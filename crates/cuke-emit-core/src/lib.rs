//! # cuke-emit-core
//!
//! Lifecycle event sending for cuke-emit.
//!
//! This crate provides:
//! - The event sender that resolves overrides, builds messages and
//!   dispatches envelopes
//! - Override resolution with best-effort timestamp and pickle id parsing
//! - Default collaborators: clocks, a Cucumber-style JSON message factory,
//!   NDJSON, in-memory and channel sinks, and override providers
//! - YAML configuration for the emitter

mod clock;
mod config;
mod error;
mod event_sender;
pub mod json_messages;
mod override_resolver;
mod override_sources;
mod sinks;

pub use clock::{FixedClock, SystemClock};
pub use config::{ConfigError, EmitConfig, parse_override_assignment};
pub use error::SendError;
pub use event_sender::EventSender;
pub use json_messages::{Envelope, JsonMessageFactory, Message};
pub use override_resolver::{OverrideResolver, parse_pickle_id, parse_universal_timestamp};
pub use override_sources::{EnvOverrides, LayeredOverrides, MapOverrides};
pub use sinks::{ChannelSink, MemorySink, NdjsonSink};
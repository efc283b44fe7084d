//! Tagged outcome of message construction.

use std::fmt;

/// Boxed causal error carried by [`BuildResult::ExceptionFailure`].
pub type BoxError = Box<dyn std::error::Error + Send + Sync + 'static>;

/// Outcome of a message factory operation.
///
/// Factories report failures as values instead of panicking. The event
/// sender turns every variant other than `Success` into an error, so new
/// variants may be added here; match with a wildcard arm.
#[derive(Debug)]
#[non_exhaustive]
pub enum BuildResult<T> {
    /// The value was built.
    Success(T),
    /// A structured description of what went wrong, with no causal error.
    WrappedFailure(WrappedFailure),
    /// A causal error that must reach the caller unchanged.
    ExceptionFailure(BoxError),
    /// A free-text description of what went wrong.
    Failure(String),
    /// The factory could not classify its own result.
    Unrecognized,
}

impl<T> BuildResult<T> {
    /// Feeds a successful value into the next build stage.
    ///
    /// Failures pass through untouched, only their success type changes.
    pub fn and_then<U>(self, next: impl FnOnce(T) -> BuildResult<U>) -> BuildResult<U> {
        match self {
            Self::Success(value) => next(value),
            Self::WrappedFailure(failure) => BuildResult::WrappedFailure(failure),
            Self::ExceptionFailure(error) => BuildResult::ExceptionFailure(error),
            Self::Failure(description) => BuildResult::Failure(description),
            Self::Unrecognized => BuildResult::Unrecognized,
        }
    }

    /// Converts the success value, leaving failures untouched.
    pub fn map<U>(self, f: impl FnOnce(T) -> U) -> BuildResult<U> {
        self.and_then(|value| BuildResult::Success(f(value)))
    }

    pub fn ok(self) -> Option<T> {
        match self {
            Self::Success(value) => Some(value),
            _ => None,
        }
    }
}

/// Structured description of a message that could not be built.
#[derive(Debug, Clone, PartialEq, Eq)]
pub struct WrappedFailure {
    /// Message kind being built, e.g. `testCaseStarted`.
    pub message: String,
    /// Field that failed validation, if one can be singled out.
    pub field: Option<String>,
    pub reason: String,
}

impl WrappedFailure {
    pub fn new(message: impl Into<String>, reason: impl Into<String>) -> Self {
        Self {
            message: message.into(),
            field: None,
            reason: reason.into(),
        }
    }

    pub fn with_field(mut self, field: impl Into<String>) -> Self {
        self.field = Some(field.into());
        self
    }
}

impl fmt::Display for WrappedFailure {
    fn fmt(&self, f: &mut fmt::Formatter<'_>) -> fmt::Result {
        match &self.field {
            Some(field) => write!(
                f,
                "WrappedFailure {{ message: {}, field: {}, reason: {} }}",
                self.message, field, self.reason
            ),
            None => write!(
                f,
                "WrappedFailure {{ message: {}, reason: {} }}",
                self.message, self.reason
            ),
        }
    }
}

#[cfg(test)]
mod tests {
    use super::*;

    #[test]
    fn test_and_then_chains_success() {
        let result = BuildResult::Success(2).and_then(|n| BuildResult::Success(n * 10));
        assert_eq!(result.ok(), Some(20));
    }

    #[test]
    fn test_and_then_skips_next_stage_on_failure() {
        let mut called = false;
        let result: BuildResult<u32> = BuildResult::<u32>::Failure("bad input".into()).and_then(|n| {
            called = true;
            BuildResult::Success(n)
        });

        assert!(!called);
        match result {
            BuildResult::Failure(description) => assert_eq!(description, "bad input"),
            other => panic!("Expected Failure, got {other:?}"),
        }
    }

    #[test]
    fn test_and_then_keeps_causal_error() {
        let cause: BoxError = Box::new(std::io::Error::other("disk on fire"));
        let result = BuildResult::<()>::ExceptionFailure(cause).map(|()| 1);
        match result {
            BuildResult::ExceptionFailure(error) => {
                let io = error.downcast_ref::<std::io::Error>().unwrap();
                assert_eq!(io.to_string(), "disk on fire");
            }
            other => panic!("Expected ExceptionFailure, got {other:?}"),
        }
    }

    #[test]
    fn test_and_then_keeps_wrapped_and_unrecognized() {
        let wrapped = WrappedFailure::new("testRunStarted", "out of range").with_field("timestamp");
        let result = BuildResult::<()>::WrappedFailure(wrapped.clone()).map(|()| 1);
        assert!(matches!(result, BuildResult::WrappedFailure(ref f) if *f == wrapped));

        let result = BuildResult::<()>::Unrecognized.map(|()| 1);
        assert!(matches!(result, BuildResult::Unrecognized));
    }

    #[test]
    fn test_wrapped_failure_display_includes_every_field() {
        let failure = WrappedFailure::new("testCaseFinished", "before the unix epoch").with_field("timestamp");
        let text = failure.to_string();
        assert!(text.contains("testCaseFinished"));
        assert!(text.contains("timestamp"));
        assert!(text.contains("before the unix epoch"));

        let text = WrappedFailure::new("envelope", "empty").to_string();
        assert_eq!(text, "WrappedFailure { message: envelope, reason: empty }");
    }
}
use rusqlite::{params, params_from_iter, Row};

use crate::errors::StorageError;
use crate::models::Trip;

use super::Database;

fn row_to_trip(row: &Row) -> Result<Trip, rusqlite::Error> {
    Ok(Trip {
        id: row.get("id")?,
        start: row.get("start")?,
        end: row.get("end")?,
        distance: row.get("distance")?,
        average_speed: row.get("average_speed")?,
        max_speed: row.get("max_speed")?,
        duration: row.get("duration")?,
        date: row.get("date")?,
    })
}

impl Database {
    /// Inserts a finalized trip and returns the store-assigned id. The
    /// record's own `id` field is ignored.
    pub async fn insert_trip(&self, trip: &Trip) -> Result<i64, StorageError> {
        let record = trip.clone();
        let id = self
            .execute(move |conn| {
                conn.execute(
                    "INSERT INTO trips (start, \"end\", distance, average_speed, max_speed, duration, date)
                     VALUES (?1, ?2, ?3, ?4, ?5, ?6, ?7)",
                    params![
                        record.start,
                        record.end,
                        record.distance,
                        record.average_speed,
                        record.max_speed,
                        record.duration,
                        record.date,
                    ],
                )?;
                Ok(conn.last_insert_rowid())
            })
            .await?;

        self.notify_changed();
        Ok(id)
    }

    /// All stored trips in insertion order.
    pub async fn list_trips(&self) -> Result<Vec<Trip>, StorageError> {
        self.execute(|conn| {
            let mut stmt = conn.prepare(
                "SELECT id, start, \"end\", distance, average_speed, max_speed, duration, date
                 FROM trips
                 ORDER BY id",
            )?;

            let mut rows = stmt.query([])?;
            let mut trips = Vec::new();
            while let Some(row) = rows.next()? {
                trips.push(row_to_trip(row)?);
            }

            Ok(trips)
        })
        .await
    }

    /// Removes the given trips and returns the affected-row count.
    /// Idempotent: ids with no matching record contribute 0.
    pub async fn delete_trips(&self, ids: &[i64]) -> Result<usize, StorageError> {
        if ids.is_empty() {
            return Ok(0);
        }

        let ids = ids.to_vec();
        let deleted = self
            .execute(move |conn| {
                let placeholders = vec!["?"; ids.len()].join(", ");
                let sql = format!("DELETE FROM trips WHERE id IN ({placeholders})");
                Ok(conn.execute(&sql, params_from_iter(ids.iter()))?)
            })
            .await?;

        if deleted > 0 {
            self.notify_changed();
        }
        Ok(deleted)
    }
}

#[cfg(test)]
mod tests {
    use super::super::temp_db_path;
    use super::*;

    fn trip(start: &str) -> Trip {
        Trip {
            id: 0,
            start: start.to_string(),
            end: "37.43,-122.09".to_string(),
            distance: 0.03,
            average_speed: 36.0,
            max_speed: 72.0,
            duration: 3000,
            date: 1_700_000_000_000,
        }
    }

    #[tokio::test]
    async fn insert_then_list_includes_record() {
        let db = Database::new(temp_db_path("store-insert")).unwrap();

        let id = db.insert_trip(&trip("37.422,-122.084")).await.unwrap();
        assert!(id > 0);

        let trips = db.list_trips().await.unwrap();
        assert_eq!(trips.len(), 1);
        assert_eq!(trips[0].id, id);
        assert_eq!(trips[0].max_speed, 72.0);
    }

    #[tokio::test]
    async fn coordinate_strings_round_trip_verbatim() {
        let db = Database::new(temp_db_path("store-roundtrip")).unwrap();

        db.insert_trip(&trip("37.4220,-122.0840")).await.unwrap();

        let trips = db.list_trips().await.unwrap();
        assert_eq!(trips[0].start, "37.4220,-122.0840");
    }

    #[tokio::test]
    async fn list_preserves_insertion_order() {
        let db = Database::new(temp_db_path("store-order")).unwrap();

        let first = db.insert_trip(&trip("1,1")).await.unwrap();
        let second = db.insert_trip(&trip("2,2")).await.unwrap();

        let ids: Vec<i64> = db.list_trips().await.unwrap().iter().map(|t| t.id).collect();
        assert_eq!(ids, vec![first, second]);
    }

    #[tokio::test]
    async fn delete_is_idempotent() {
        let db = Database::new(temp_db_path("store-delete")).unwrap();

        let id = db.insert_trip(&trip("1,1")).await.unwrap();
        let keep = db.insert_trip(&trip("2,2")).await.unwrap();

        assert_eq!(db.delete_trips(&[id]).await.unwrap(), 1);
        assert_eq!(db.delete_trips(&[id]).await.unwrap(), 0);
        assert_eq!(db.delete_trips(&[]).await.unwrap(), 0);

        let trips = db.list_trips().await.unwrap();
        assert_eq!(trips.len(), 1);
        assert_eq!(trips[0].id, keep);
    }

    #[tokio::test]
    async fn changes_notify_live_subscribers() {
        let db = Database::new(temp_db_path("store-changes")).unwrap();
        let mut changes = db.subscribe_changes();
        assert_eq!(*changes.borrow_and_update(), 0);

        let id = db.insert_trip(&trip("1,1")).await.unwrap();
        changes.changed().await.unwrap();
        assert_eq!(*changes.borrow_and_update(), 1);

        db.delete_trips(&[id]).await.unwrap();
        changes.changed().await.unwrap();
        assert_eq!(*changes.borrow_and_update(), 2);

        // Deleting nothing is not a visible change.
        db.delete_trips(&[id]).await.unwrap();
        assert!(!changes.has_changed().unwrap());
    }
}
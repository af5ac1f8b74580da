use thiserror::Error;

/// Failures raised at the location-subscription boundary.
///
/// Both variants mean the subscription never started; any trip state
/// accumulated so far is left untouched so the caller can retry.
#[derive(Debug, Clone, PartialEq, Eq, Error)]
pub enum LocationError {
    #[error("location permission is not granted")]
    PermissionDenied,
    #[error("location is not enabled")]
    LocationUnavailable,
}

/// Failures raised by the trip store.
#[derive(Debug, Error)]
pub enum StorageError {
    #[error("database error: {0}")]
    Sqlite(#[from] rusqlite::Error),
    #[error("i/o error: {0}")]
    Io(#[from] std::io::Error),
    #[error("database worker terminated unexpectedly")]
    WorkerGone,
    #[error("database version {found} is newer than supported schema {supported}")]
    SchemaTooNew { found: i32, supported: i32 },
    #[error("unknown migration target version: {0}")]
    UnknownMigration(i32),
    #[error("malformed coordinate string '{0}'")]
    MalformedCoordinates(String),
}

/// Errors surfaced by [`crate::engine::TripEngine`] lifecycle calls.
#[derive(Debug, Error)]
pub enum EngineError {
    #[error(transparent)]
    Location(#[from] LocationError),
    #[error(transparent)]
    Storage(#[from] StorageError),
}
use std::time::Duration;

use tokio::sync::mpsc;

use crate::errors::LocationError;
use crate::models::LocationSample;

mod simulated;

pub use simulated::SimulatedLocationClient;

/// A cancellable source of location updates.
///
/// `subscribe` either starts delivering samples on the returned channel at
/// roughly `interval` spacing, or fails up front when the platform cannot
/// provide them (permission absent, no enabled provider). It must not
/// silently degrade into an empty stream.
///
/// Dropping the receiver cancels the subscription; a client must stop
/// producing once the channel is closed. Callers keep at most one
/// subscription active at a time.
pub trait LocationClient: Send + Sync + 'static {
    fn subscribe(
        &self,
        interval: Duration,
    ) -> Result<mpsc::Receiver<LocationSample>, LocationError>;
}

> What you need to do
Find "rusqlite" in the data above. Report each line where it appears.

> Answer box
use rusqlite::{params, params_from_iter, Row};
fn row_to_trip(row: &Row) -> Result<Trip, rusqlite::Error> {
    Sqlite(#[from] rusqlite::Error),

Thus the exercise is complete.